Presumably Doniert/Dungarth/Donyarth drowned at the mouth of the river, whereupon it is actually deep enough to drown without being seriosuly inept. Nearby to Fowey town after all you can find Castle Dore. A hillfort that would have certainly been inhabited around that time. This castle was also possibly a royal seat.

The history of Cornwall (and Devon as they were intertwined) after – and even during – the Roman occupation of Britain is somewhat convoluted.

To say the least.

I suppose this would be why we refer to the departure of the Romans up to the arrival of the Normans as the ‘Dark Ages’.

Generally it is agreed upon that from  what is now Cornwall, Devon and a chunk of Somerset were homogenous in culture and practice enough to be called one thing: Dumnonia.

All props for this image go to Thomas Leonard @

However History, being a somewhat modern invention, has a way of compartmentalising and taxonomising things for ease of understanding.

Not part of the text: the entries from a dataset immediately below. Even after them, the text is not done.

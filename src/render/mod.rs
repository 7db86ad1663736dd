//! Output encodings for backend responses
//!
//! Dispatch happens on the declared content type first and the requested
//! format second. Rendering produces a complete `String`; nothing is written
//! to stdout until it succeeded.

pub mod table;
pub mod template;

use chrono::{DateTime, Local, SecondsFormat, Utc};
use clap::ValueEnum;
use log::{debug, warn};
use std::str::FromStr;
use std::time::Duration;

use crate::api::constants::headers;
use crate::api::query::QueryResult;
use crate::error::{MaiaError, Result};

pub use table::Table;
pub use template::render_template;

#[derive(Debug, Clone, Copy, PartialEq, Eq, ValueEnum)]
pub enum OutputFormat {
    /// Bare values, one per line (tables without header)
    Value,
    /// The backend's JSON response
    Json,
    /// Columns discovered from the result
    Table,
    /// Handlebars template applied to the JSON response
    Template,
}

impl OutputFormat {
    pub fn as_str(&self) -> &'static str {
        match self {
            OutputFormat::Value => "value",
            OutputFormat::Json => "json",
            OutputFormat::Table => "table",
            OutputFormat::Template => "template",
        }
    }
}

impl std::fmt::Display for OutputFormat {
    fn fmt(&self, f: &mut std::fmt::Formatter<'_>) -> std::fmt::Result {
        f.write_str(self.as_str())
    }
}

/// Time zone rendered timestamps are shown in
#[derive(Debug, Clone, Copy, PartialEq, Eq, Default)]
pub enum OutputZone {
    #[default]
    Local,
    Named(chrono_tz::Tz),
}

impl FromStr for OutputZone {
    type Err = MaiaError;

    fn from_str(s: &str) -> Result<Self> {
        if s.eq_ignore_ascii_case("local") {
            return Ok(OutputZone::Local);
        }
        s.parse::<chrono_tz::Tz>()
            .map(OutputZone::Named)
            .map_err(|_| MaiaError::config(format!("unknown time zone '{}'", s)))
    }
}

/// Drop trailing zeros of the fractional second, and the dot if nothing is
/// left.
fn trim_fraction(formatted: String) -> String {
    let Some(dot) = formatted.find('.') else {
        return formatted;
    };
    let digits_end = formatted[dot + 1..]
        .find(|c: char| !c.is_ascii_digit())
        .map(|i| dot + 1 + i)
        .unwrap_or(formatted.len());
    let fraction = formatted[dot + 1..digits_end].trim_end_matches('0');

    let mut trimmed = formatted[..dot].to_string();
    if !fraction.is_empty() {
        trimmed.push('.');
        trimmed.push_str(fraction);
    }
    trimmed.push_str(&formatted[digits_end..]);
    trimmed
}

impl OutputZone {
    fn format(&self, ts: DateTime<Utc>, precision: SecondsFormat) -> String {
        match self {
            OutputZone::Local => ts.with_timezone(&Local).to_rfc3339_opts(precision, true),
            OutputZone::Named(tz) => ts.with_timezone(tz).to_rfc3339_opts(precision, true),
        }
    }

    /// RFC 3339 with as many fractional digits as needed
    pub fn format_precise(&self, ts: DateTime<Utc>) -> String {
        trim_fraction(self.format(ts, SecondsFormat::Nanos))
    }

    /// RFC 3339 at whole seconds
    pub fn format_seconds(&self, ts: DateTime<Utc>) -> String {
        self.format(ts, SecondsFormat::Secs)
    }
}

/// How a response is to be rendered
#[derive(Debug, Clone)]
pub struct RenderSpec {
    pub format: OutputFormat,
    /// Fixed column list; empty means discover from the result
    pub columns: Vec<String>,
    pub separator: String,
    pub template: Option<String>,
    pub zone: OutputZone,
    /// Step of a range query, used to align matrix columns
    pub step: Option<Duration>,
}

impl RenderSpec {
    pub fn new(format: OutputFormat) -> Self {
        Self {
            format,
            columns: Vec::new(),
            separator: " ".to_string(),
            template: None,
            zone: OutputZone::default(),
            step: None,
        }
    }
}

/// Shape of the JSON payload a response carries
#[derive(Debug, Clone, Copy, PartialEq, Eq)]
pub enum Payload {
    /// `data` is a list of strings (label values, metric names, label names)
    StringList,
    /// `data` is a list of label sets (series)
    LabelSets,
    /// `data` is a query result envelope
    QueryResult,
}

enum ContentKind {
    Json,
    Text,
    Other,
}

fn classify(content_type: Option<&str>) -> ContentKind {
    let mime = content_type
        .and_then(|ct| ct.split(';').next())
        .map(|m| m.trim().to_ascii_lowercase())
        .unwrap_or_default();
    if mime == headers::CONTENT_TYPE_JSON {
        ContentKind::Json
    } else if mime.starts_with(headers::CONTENT_TYPE_TEXT) {
        ContentKind::Text
    } else {
        ContentKind::Other
    }
}

const ESCAPED_AMPERSAND: &str = "\\u0026";

/// JSON exactly as received, except that `&` is never left escaped.
///
/// Only a real `\u0026` escape is replaced; an escaped backslash followed by
/// the text `u0026` stays as it is.
fn json_passthrough(body: &[u8]) -> String {
    let text = String::from_utf8_lossy(body);
    let mut out = String::with_capacity(text.len());
    let mut rest: &str = &text;
    let mut backslashes = 0usize;

    while let Some(c) = rest.chars().next() {
        if c == '\\' && backslashes % 2 == 0 && rest.starts_with(ESCAPED_AMPERSAND) {
            out.push('&');
            rest = &rest[ESCAPED_AMPERSAND.len()..];
            backslashes = 0;
            continue;
        }
        backslashes = if c == '\\' { backslashes + 1 } else { 0 };
        out.push(c);
        rest = &rest[c.len_utf8()..];
    }
    out
}

fn decode(body: &[u8], payload: Payload) -> Result<QueryResult> {
    match payload {
        Payload::StringList => QueryResult::from_list_body(body),
        Payload::LabelSets => QueryResult::from_series_body(body),
        Payload::QueryResult => QueryResult::from_query_body(body),
    }
}

/// Value and table output of a decoded result. Tables get a header, value
/// dumps do not; lists and raw text only exist as values.
fn render_plain(result: QueryResult, spec: &RenderSpec) -> Result<String> {
    let header = spec.format == OutputFormat::Table;
    let mut out = String::new();
    debug!("Rendering {} result as {}", result.result_type(), spec.format);

    if let Some(table) = Table::from_query_result(&result, &spec.columns, spec.zone, spec.step) {
        table.write(&mut out, &spec.separator, header);
        return Ok(out);
    }

    match result {
        QueryResult::RawText(text) if !header => Ok(text),
        QueryResult::StringList(values) if !header => {
            for value in values {
                out.push_str(&value);
                out.push('\n');
            }
            Ok(out)
        }
        _ => Err(MaiaError::UnsupportedFormat(spec.format.to_string())),
    }
}

fn render_json(body: &[u8], payload: Payload, spec: &RenderSpec) -> Result<String> {
    match spec.format {
        OutputFormat::Json => Ok(json_passthrough(body)),
        OutputFormat::Template => render_template(body, spec.template.as_deref()),
        OutputFormat::Value | OutputFormat::Table => render_plain(decode(body, payload)?, spec),
    }
}

/// Render a successful response body.
pub fn render(
    body: &[u8],
    content_type: Option<&str>,
    payload: Payload,
    spec: &RenderSpec,
) -> Result<String> {
    match classify(content_type) {
        ContentKind::Json => render_json(body, payload, spec),
        ContentKind::Text => match spec.format {
            OutputFormat::Json | OutputFormat::Template => {
                Err(MaiaError::UnsupportedFormat(spec.format.to_string()))
            }
            OutputFormat::Value | OutputFormat::Table => {
                render_plain(QueryResult::from_text(body), spec)
            }
        },
        ContentKind::Other => {
            warn!(
                "Response body: {}",
                String::from_utf8_lossy(body).replace(['\n', '\r'], " ")
            );
            Err(MaiaError::UnexpectedContentType(
                content_type.unwrap_or_default().to_string(),
            ))
        }
    }
}
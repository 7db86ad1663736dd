//! Turns backend status codes into errors

use log::debug;
use reqwest::StatusCode;

use super::client::BackendResponse;
use crate::error::{MaiaError, Result};

/// Accept `200 OK` with a readable body, classify everything else.
///
/// A 503 from the global backend carries its body in the message. Without the
/// global flag only an empty (or unreadable) 503 body gets the dedicated
/// message; a 503 with content is reported like any other failed status.
pub fn check_response(response: &BackendResponse, global: bool) -> Result<()> {
    let status = response.status;
    if status == StatusCode::OK {
        return match &response.body {
            Ok(_) => Ok(()),
            Err(read_error) => Err(MaiaError::Transport(format!(
                "failed to read response body: {}",
                read_error
            ))),
        };
    }
    debug!("Backend answered with {}", status);

    if status == StatusCode::SERVICE_UNAVAILABLE {
        let prefix = if global {
            "global keystone backend unavailable"
        } else {
            "service unavailable"
        };

        match &response.body {
            Err(read_error) => {
                return Err(MaiaError::BackendUnavailable(format!(
                    "{} (HTTP 503) - failed to read response body: {}",
                    prefix, read_error
                )));
            }
            Ok(body) if body.is_empty() => {
                return Err(MaiaError::BackendUnavailable(format!("{} (HTTP 503)", prefix)));
            }
            Ok(body) if global => {
                return Err(MaiaError::BackendUnavailable(format!(
                    "{}: {}",
                    prefix,
                    String::from_utf8_lossy(body)
                )));
            }
            Ok(_) => {}
        }
    }

    Err(MaiaError::ServerStatus {
        status: status.to_string(),
        code: status.as_u16(),
    })
}
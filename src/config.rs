use anyhow::{Context, Result};
use log::debug;
use serde::{Deserialize, Serialize};
use std::fs;
use std::path::PathBuf;

/// Settings that rarely change between invocations, read from
/// `<config_dir>/maia/config.toml`.
#[derive(Debug, Clone, Serialize, Deserialize, Default)]
pub struct Config {
    #[serde(default)]
    pub maia: Settings,
}

#[derive(Debug, Clone, Serialize, Deserialize, Default)]
pub struct Settings {
    /// HTTP proxy for all backend requests
    #[serde(default)]
    pub proxy: Option<String>,
    /// Send `/federate` requests to this base URL instead of the backend URL
    #[serde(default)]
    pub federate_url: Option<String>,
    /// Skip TLS certificate verification
    #[serde(default)]
    pub insecure: bool,
    /// Default zone for rendered timestamps (IANA name or `local`)
    #[serde(default)]
    pub timezone: Option<String>,
}

impl Config {
    pub fn get_config_path() -> Result<PathBuf> {
        let config_dir = if cfg!(target_os = "linux") {
            dirs::config_dir()
                .context("Failed to get XDG config directory")?
                .join("maia")
        } else {
            dirs::home_dir()
                .context("Failed to get home directory")?
                .join(".maia")
        };

        Ok(config_dir.join("config.toml"))
    }

    /// Load the config file if there is one, then apply environment switches.
    pub fn load() -> Result<Self> {
        let config_path = Self::get_config_path()?;
        debug!("Loading config from: {:?}", config_path);

        let mut config = if config_path.exists() {
            let config_content = fs::read_to_string(&config_path)
                .with_context(|| format!("Failed to read config file: {:?}", config_path))?;
            Self::from_toml(&config_content)
                .with_context(|| format!("Failed to parse config file: {:?}", config_path))?
        } else {
            debug!("Config file doesn't exist, using defaults");
            Self::default()
        };

        config.apply_env();
        Ok(config)
    }

    pub fn from_toml(content: &str) -> Result<Self> {
        Ok(toml::from_str(content)?)
    }

    fn apply_env(&mut self) {
        if insecure_requested() {
            self.maia.insecure = true;
        }
    }
}

/// `MAIA_INSECURE=1` turns off certificate verification.
pub fn insecure_requested() -> bool {
    std::env::var("MAIA_INSECURE").map(|v| v == "1").unwrap_or(false)
}

pub fn debug_requested() -> bool {
    std::env::var("MAIA_DEBUG").map(|v| v == "1").unwrap_or(false)
}
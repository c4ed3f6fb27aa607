//! Badge evaluation.
//!
//! Badges unlock by crossing thresholds in tracked metrics and are never
//! revoked. The threshold table is configuration ([`crate::config`]), not
//! logic; evaluation is a pure function of (state, table) plus the unlock
//! timestamp. Re-evaluation is the caller's obligation: every mutation that
//! can change an input must invoke the evaluator afterwards.

use serde::{Deserialize, Serialize};
use std::collections::HashMap;

/// Unique identifier for each badge.
#[derive(Debug, Clone, Copy, PartialEq, Eq, Hash, Serialize, Deserialize)]
pub enum BadgeId {
    FirstLogin,
    Streak3,
    Streak7,
    Level2,
    Level3,
    FirstLesson,
    Lessons5,
    AllLessons,
}

impl BadgeId {
    /// All badges in display order.
    pub const ALL: [BadgeId; 8] = [
        BadgeId::FirstLogin,
        BadgeId::Streak3,
        BadgeId::Streak7,
        BadgeId::Level2,
        BadgeId::Level3,
        BadgeId::FirstLesson,
        BadgeId::Lessons5,
        BadgeId::AllLessons,
    ];

    pub fn name(&self) -> &'static str {
        match self {
            BadgeId::FirstLogin => "First Steps",
            BadgeId::Streak3 => "Three In A Row",
            BadgeId::Streak7 => "Week Warrior",
            BadgeId::Level2 => "Apprentice",
            BadgeId::Level3 => "Journeyman",
            BadgeId::FirstLesson => "First Lesson",
            BadgeId::Lessons5 => "Diligent Student",
            BadgeId::AllLessons => "Completionist",
        }
    }
}

/// The metric a badge threshold is checked against.
#[derive(Debug, Clone, Copy, PartialEq, Eq, Serialize, Deserialize)]
pub enum BadgeMetric {
    LoginStreak,
    Level,
    LessonsCompleted,
}

/// One row of the badge threshold table.
#[derive(Debug, Clone, PartialEq, Eq, Serialize, Deserialize)]
pub struct BadgeDef {
    pub id: BadgeId,
    pub metric: BadgeMetric,
    pub threshold: u32,
    /// Partner tickets granted once, at the moment of first unlock.
    #[serde(default)]
    pub partner_ticket_reward: u32,
}

/// The metric values evaluation runs against.
#[derive(Debug, Clone, Copy, Default)]
pub struct BadgeInputs {
    pub login_streak: u32,
    pub level: u32,
    pub lessons_completed: u32,
}

/// Record of an unlocked badge.
#[derive(Debug, Clone, PartialEq, Eq, Serialize, Deserialize)]
pub struct EarnedBadge {
    pub unlocked_at: i64,
}

/// Earned badges, unique per id, permanent once unlocked.
#[derive(Debug, Clone, Default, PartialEq, Eq, Serialize, Deserialize)]
pub struct BadgeSet {
    earned: HashMap<BadgeId, EarnedBadge>,
}

impl BadgeSet {
    pub fn is_earned(&self, id: BadgeId) -> bool {
        self.earned.contains_key(&id)
    }

    pub fn earned_count(&self) -> usize {
        self.earned.len()
    }

    pub fn unlocked_at(&self, id: BadgeId) -> Option<i64> {
        self.earned.get(&id).map(|e| e.unlocked_at)
    }

    /// Checks every table row against the inputs and unlocks the ones whose
    /// threshold is met. Returns only the newly unlocked ids; already-earned
    /// badges are skipped, so a back-to-back call with unchanged inputs
    /// returns an empty vec.
    pub fn evaluate(&mut self, inputs: &BadgeInputs, table: &[BadgeDef], now: i64) -> Vec<BadgeId> {
        let mut newly_unlocked = Vec::new();
        for def in table {
            if self.is_earned(def.id) {
                continue;
            }
            let value = match def.metric {
                BadgeMetric::LoginStreak => inputs.login_streak,
                BadgeMetric::Level => inputs.level,
                BadgeMetric::LessonsCompleted => inputs.lessons_completed,
            };
            if value >= def.threshold {
                self.earned.insert(def.id, EarnedBadge { unlocked_at: now });
                newly_unlocked.push(def.id);
            }
        }
        newly_unlocked
    }
}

So there is always the possibility that they were a (perhaps innumerable) loosely affiliated bunch of tribes, naturally sharing such things as language or farming/building practices due to their geographical proximity.

Sub-Roman inhabitants of Cornwall, Devon and Somerset where they around to be spoken to might have obligingly raised their eyebrows at modern historians for suggesting their similarities and then smashed their head in with an axe. I suppose this somewhat like the modern Cornish in certain circles.

The reason the actual history of the Kings of Cornwall/Dumnonia is so difficult to objectively ascertain is simply the ever-expanding myth, legend and fantasy of the Arthurian Romance. A myth largely starting with the Normans, it has infiltrated the facts to a startling degree and is possibly one of the most enduring and powerful in Western Europe. That is actually quite an impressive feat when you think about it.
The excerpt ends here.